Hospital chief information officers may believe they are responsible for patient engagement, but a recent survey of providers, CIOs and patients raises questions if the CIO is the right office to lead the effort.

The HIMSS study, released Wednesday at HIMSS15, found all three parts of the equation view patient engagement positively, but notable differences exist:

* Definition: For CIOs, patient engagement is about technology and driven by meaningful use. But for patients and providers, patient engagement is about relationships.

* Ownership: CIOs say they own patient engagement since it requires technology, providers say patients need to take responsibility for their care/outcomes, and patients say providers need to spend more time with them.

* Barriers: For CIOs the main barriers are the attitudes and expectations of patients and providers. For providers, time demands and training were their top barriers and for patients it was the providers’ time.

As the healthcare system continues to struggle to care for the patient as a person, these conflicts are the challenges that the hospital and CIO need to address, said Lorren Pettit, vice president, market research for HIMSS. “It does raise the question,” he explained, “is the CIO the right office to lead and drive this effort?”

Also See: Patient Portals Not Living Up to Potential

Looking at the CIO side, the majority of 125 CIOs of hospitals interviewed by HIMSS said patient engagement has the ability to improve patient education, satisfaction and safety within their organizations. Yet, it is a hard sell to clinicians. The CIOs said increasing staff and physician satisfaction was unlikely as a result of meaningful use patient engagement activities.

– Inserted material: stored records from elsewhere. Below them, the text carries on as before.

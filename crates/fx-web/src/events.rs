use crate::dom;
use crate::frame::{Clock, Driver};
use fx_core::{PointerSignal, SharedPointer};
use glam::Vec2;
use std::cell::RefCell;
use std::rc::Rc;
use wasm_bindgen::closure::Closure;
use wasm_bindgen::JsCast;
use web_sys as web;

/// A registered DOM listener; removed again when dropped.
pub struct Listener {
    target: web::EventTarget,
    kind: &'static str,
    closure: Closure<dyn FnMut(web::Event)>,
}

impl Listener {
    pub fn new(
        target: &web::EventTarget,
        kind: &'static str,
        handler: impl FnMut(web::Event) + 'static,
    ) -> Option<Self> {
        let closure = Closure::wrap(Box::new(handler) as Box<dyn FnMut(web::Event)>);
        target
            .add_event_listener_with_callback(kind, closure.as_ref().unchecked_ref())
            .ok()?;
        Some(Self {
            target: target.clone(),
            kind,
            closure,
        })
    }
}

impl Drop for Listener {
    fn drop(&mut self) {
        _ = self
            .target
            .remove_event_listener_with_callback(self.kind, self.closure.as_ref().unchecked_ref());
    }
}

/// Window-level pointer tracking shared by every layer, mapped into the
/// effect region measured from `region`. The handler only publishes; the
/// frame loop consumes the latest sample.
pub fn wire_pointer(
    window: &web::Window,
    region: web::HtmlCanvasElement,
    pointer: SharedPointer,
    clock: Clock,
) -> Option<Listener> {
    Listener::new(window, "pointermove", move |ev: web::Event| {
        let Ok(ev) = ev.dyn_into::<web::PointerEvent>() else {
            return;
        };
        let Some(vp) = dom::region_viewport(&region) else {
            return;
        };
        let client = Vec2::new(ev.client_x() as f32, ev.client_y() as f32);
        // outside the region or degenerate: keep the last sample
        if let Some((ndc, uv)) = vp.region_pointer(dom::region_origin(&region), client) {
            pointer.publish(PointerSignal {
                ndc,
                uv,
                timestamp_ms: clock.now_ms(),
            });
        }
    })
}

pub fn wire_resize(
    window: &web::Window,
    driver: Rc<RefCell<Driver>>,
    canvases: Vec<web::HtmlCanvasElement>,
) -> Option<Listener> {
    Listener::new(window, "resize", move |_ev: web::Event| {
        let Some(vp) = canvases.first().and_then(dom::region_viewport) else {
            return;
        };
        for canvas in &canvases {
            dom::sync_canvas_backing_size(canvas, &vp);
        }
        match driver.try_borrow_mut() {
            Ok(mut d) => d.set_viewport(vp),
            Err(_) => log::warn!("[events] resize during a frame; dropped"),
        }
        log::debug!("[events] region {}x{} @{}", vp.width, vp.height, vp.device_pixel_ratio);
    })
}

/// Registered for the lifetime of the page: the handler unmounts, which
/// drops the other listeners, so it cannot be one of them.
pub fn wire_pagehide(window: &web::Window, mut on_hide: impl FnMut() + 'static) {
    let closure = Closure::wrap(Box::new(move || on_hide()) as Box<dyn FnMut()>);
    _ = window.add_event_listener_with_callback("pagehide", closure.as_ref().unchecked_ref());
    closure.forget();
}
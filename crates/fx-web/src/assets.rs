use anyhow::Context;
use image::RgbaImage;
use js_sys::Uint8Array;
use wasm_bindgen::JsCast;
use wasm_bindgen_futures::JsFuture;
use web_sys as web;

/// Fetch an image over HTTP and decode it to RGBA8.
pub async fn fetch_image(url: &str) -> anyhow::Result<RgbaImage> {
    let window = web::window().ok_or_else(|| anyhow::anyhow!("no window"))?;
    let resp = JsFuture::from(window.fetch_with_str(url))
        .await
        .map_err(|e| anyhow::anyhow!("fetch {url}: {:?}", e))?;
    let resp: web::Response = resp
        .dyn_into()
        .map_err(|e| anyhow::anyhow!("fetch {url}: not a response: {:?}", e))?;
    if !resp.ok() {
        anyhow::bail!("fetch {url}: HTTP {}", resp.status());
    }
    let buf = resp
        .array_buffer()
        .map_err(|e| anyhow::anyhow!("read {url}: {:?}", e))?;
    let buf = JsFuture::from(buf)
        .await
        .map_err(|e| anyhow::anyhow!("read {url}: {:?}", e))?;
    let bytes = Uint8Array::new(&buf).to_vec();
    let img = image::load_from_memory(&bytes).with_context(|| format!("decode {url}"))?;
    Ok(img.to_rgba8())
}
//! News tab presenter: one fetch per refresh, manual retry only.

use std::sync::Arc;

use fitness_companion_core::config::Config;
use fitness_companion_core::{Article, NewsClient};
use tracing::{info, warn};

use crate::AppError;

#[derive(Clone, Debug, Default, PartialEq)]
pub enum FeedState {
    #[default]
    Idle,
    Loading,
    Loaded(Vec<Article>),
    Failed(String),
}

pub struct NewsFeed {
    client: Arc<dyn NewsClient>,
    country: String,
    category: String,
    state: FeedState,
}

impl NewsFeed {
    pub fn new(
        client: Arc<dyn NewsClient>,
        country: impl Into<String>,
        category: impl Into<String>,
    ) -> Self {
        Self {
            client,
            country: country.into(),
            category: category.into(),
            state: FeedState::Idle,
        }
    }

    pub fn from_config(client: Arc<dyn NewsClient>, config: &Config) -> Self {
        Self::new(client, config.country.clone(), config.category.clone())
    }

    pub fn state(&self) -> &FeedState {
        &self.state
    }

    pub fn is_loading(&self) -> bool {
        matches!(self.state, FeedState::Loading)
    }

    pub fn articles(&self) -> &[Article] {
        match &self.state {
            FeedState::Loaded(articles) => articles,
            _ => &[],
        }
    }

    pub fn error_message(&self) -> Option<&str> {
        match &self.state {
            FeedState::Failed(msg) => Some(msg),
            _ => None,
        }
    }

    /// Fetch the headlines once. Also serves as the retry action after a
    /// failure.
    pub async fn refresh(&mut self) -> &FeedState {
        self.state = FeedState::Loading;
        match self
            .client
            .fetch_headlines(&self.country, &self.category)
            .await
        {
            Ok(articles) => {
                info!(count = articles.len(), "news feed loaded");
                self.state = FeedState::Loaded(articles);
            }
            Err(e) => {
                let err = AppError::from(e);
                warn!(error = %err, "news feed failed");
                self.state = FeedState::Failed(err.user_message());
            }
        }
        &self.state
    }
}
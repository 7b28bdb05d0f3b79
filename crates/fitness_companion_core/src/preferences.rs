//! Typed access to the persisted user fields.

use std::sync::Arc;

use secrecy::{ExposeSecret, SecretString};

use crate::store::{KeyValueStore, StoreError};

pub const EMAIL_KEY: &str = "email";
pub const PASSWORD_KEY: &str = "password";
pub const NAME_KEY: &str = "name";
pub const BIO_KEY: &str = "bio";
pub const GENDER_KEY: &str = "gender";
pub const PHOTO_KEY: &str = "photo";

/// Profile fields that can be written one at a time.
#[derive(Clone, Copy, Debug, PartialEq, Eq)]
pub enum ProfileField {
    Name,
    Bio,
    Email,
    Gender,
    Photo,
}

impl ProfileField {
    pub fn key(self) -> &'static str {
        match self {
            ProfileField::Name => NAME_KEY,
            ProfileField::Bio => BIO_KEY,
            ProfileField::Email => EMAIL_KEY,
            ProfileField::Gender => GENDER_KEY,
            ProfileField::Photo => PHOTO_KEY,
        }
    }
}

#[derive(Clone, Debug)]
pub struct Credentials {
    pub email: String,
    pub password: SecretString,
}

impl Credentials {
    /// An account exists once an email has been stored.
    pub fn is_registered(&self) -> bool {
        !self.email.is_empty()
    }

    pub fn matches(&self, email: &str, password: &str) -> bool {
        self.email == email && self.password.expose_secret() == password
    }
}

/// Stored profile. Absent fields are empty strings.
#[derive(Clone, Debug, Default, PartialEq, Eq)]
pub struct UserProfile {
    pub name: String,
    pub bio: String,
    pub email: String,
    pub gender: String,
    pub photo: String,
}

impl UserProfile {
    pub fn get(&self, field: ProfileField) -> &str {
        match field {
            ProfileField::Name => &self.name,
            ProfileField::Bio => &self.bio,
            ProfileField::Email => &self.email,
            ProfileField::Gender => &self.gender,
            ProfileField::Photo => &self.photo,
        }
    }
}

#[derive(Clone)]
pub struct UserPreferences {
    store: Arc<dyn KeyValueStore>,
}

impl UserPreferences {
    pub fn new(store: Arc<dyn KeyValueStore>) -> Self {
        Self { store }
    }

    async fn read(&self, key: &str) -> Result<String, StoreError> {
        Ok(self.store.get(key).await?.unwrap_or_default())
    }

    pub async fn save_credentials(&self, email: &str, password: &SecretString) -> Result<(), StoreError> {
        self.store
            .put_many(vec![
                (EMAIL_KEY.into(), email.to_string()),
                (PASSWORD_KEY.into(), password.expose_secret().to_string()),
            ])
            .await
    }

    pub async fn get_credentials(&self) -> Result<Credentials, StoreError> {
        let email = self.read(EMAIL_KEY).await?;
        let password = self.read(PASSWORD_KEY).await?;
        Ok(Credentials {
            email,
            password: SecretString::new(password.into()),
        })
    }

    pub async fn update_password(&self, password: &SecretString) -> Result<(), StoreError> {
        self.store
            .put(PASSWORD_KEY, password.expose_secret())
            .await
    }

    /// Name, bio and (when given) gender in a single batch.
    pub async fn save_profile(
        &self,
        name: &str,
        bio: &str,
        gender: Option<&str>,
    ) -> Result<(), StoreError> {
        let mut entries = vec![
            (NAME_KEY.to_string(), name.to_string()),
            (BIO_KEY.to_string(), bio.to_string()),
        ];
        if let Some(g) = gender {
            entries.push((GENDER_KEY.to_string(), g.to_string()));
        }
        self.store.put_many(entries).await
    }

    pub async fn save_profile_field(&self, field: ProfileField, value: &str) -> Result<(), StoreError> {
        self.store.put(field.key(), value).await
    }

    pub async fn save_email(&self, email: &str) -> Result<(), StoreError> {
        self.save_profile_field(ProfileField::Email, email).await
    }

    pub async fn save_gender(&self, gender: &str) -> Result<(), StoreError> {
        self.save_profile_field(ProfileField::Gender, gender).await
    }

    pub async fn save_photo(&self, photo: &str) -> Result<(), StoreError> {
        self.save_profile_field(ProfileField::Photo, photo).await
    }

    pub async fn get_gender(&self) -> Result<String, StoreError> {
        self.read(GENDER_KEY).await
    }

    pub async fn get_profile(&self) -> Result<UserProfile, StoreError> {
        let mut all = self.store.snapshot().await?;
        let mut take = |k: &str| all.remove(k).unwrap_or_default();
        Ok(UserProfile {
            name: take(NAME_KEY),
            bio: take(BIO_KEY),
            email: take(EMAIL_KEY),
            gender: take(GENDER_KEY),
            photo: take(PHOTO_KEY),
        })
    }

    pub async fn clear(&self) -> Result<(), StoreError> {
        self.store.clear().await
    }
}

#[cfg(test)]
mod tests {
    use super::*;
    use crate::store::InMemoryStore;

    fn prefs() -> UserPreferences {
        UserPreferences::new(Arc::new(InMemoryStore::new()))
    }

    #[tokio::test]
    async fn empty_store_yields_empty_values() {
        let p = prefs();
        let creds = p.get_credentials().await.unwrap();
        assert!(!creds.is_registered());
        assert_eq!(p.get_profile().await.unwrap(), UserProfile::default());
        assert_eq!(p.get_gender().await.unwrap(), "");
    }

    #[tokio::test]
    async fn credentials_round_trip() {
        let p = prefs();
        p.save_credentials("ana@duoc.cl", &SecretString::new("Pass1234".into()))
            .await
            .unwrap();
        let creds = p.get_credentials().await.unwrap();
        assert!(creds.matches("ana@duoc.cl", "Pass1234"));
        assert!(!creds.matches("ana@duoc.cl", "nope"));
    }

    #[tokio::test]
    async fn save_profile_keeps_gender_when_omitted() {
        let p = prefs();
        p.save_gender("Female").await.unwrap();
        p.save_profile("Ana", "runner", None).await.unwrap();
        let profile = p.get_profile().await.unwrap();
        assert_eq!(profile.name, "Ana");
        assert_eq!(profile.bio, "runner");
        assert_eq!(profile.gender, "Female");
        assert_eq!(profile.get(ProfileField::Bio), "runner");
    }

    #[tokio::test]
    async fn update_password_leaves_email() {
        let p = prefs();
        p.save_credentials("a@b.com", &SecretString::new("old1".into()))
            .await
            .unwrap();
        p.update_password(&SecretString::new("new2".into()))
            .await
            .unwrap();
        let creds = p.get_credentials().await.unwrap();
        assert!(creds.matches("a@b.com", "new2"));
    }

    #[tokio::test]
    async fn clear_removes_everything() {
        let p = prefs();
        p.save_email("a@b.com").await.unwrap();
        p.save_photo("content://photo/1").await.unwrap();
        p.clear().await.unwrap();
        assert_eq!(p.get_profile().await.unwrap(), UserProfile::default());
    }
}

In the survey, 46.4% of CIOs said they drive patient engagement efforts, primarily since it is an IT function, Pettit said. Yet, a majority said they don’t have a strategic plan around patient engagement.

For physicians, they see the upside of patient engagement, with 84% of 359 primary care physicians surveyed saying patient engagement was beneficial and 79% saying it was part of the job. Yet, only 39% said it was efficient.

The biggest barrier for physicians is time and that’s not a surprise, said Christina Hoffman, vice president, quality and strategy at Medscape Education. The development of any engagement strategy should start to include patient and patient advocacy, but also the clinicians.

To overcome these barriers, the process needs an owner who is accountable and driving it, preferably someone in in the clinician area, Pettit said, as this is “morphing outside IT.”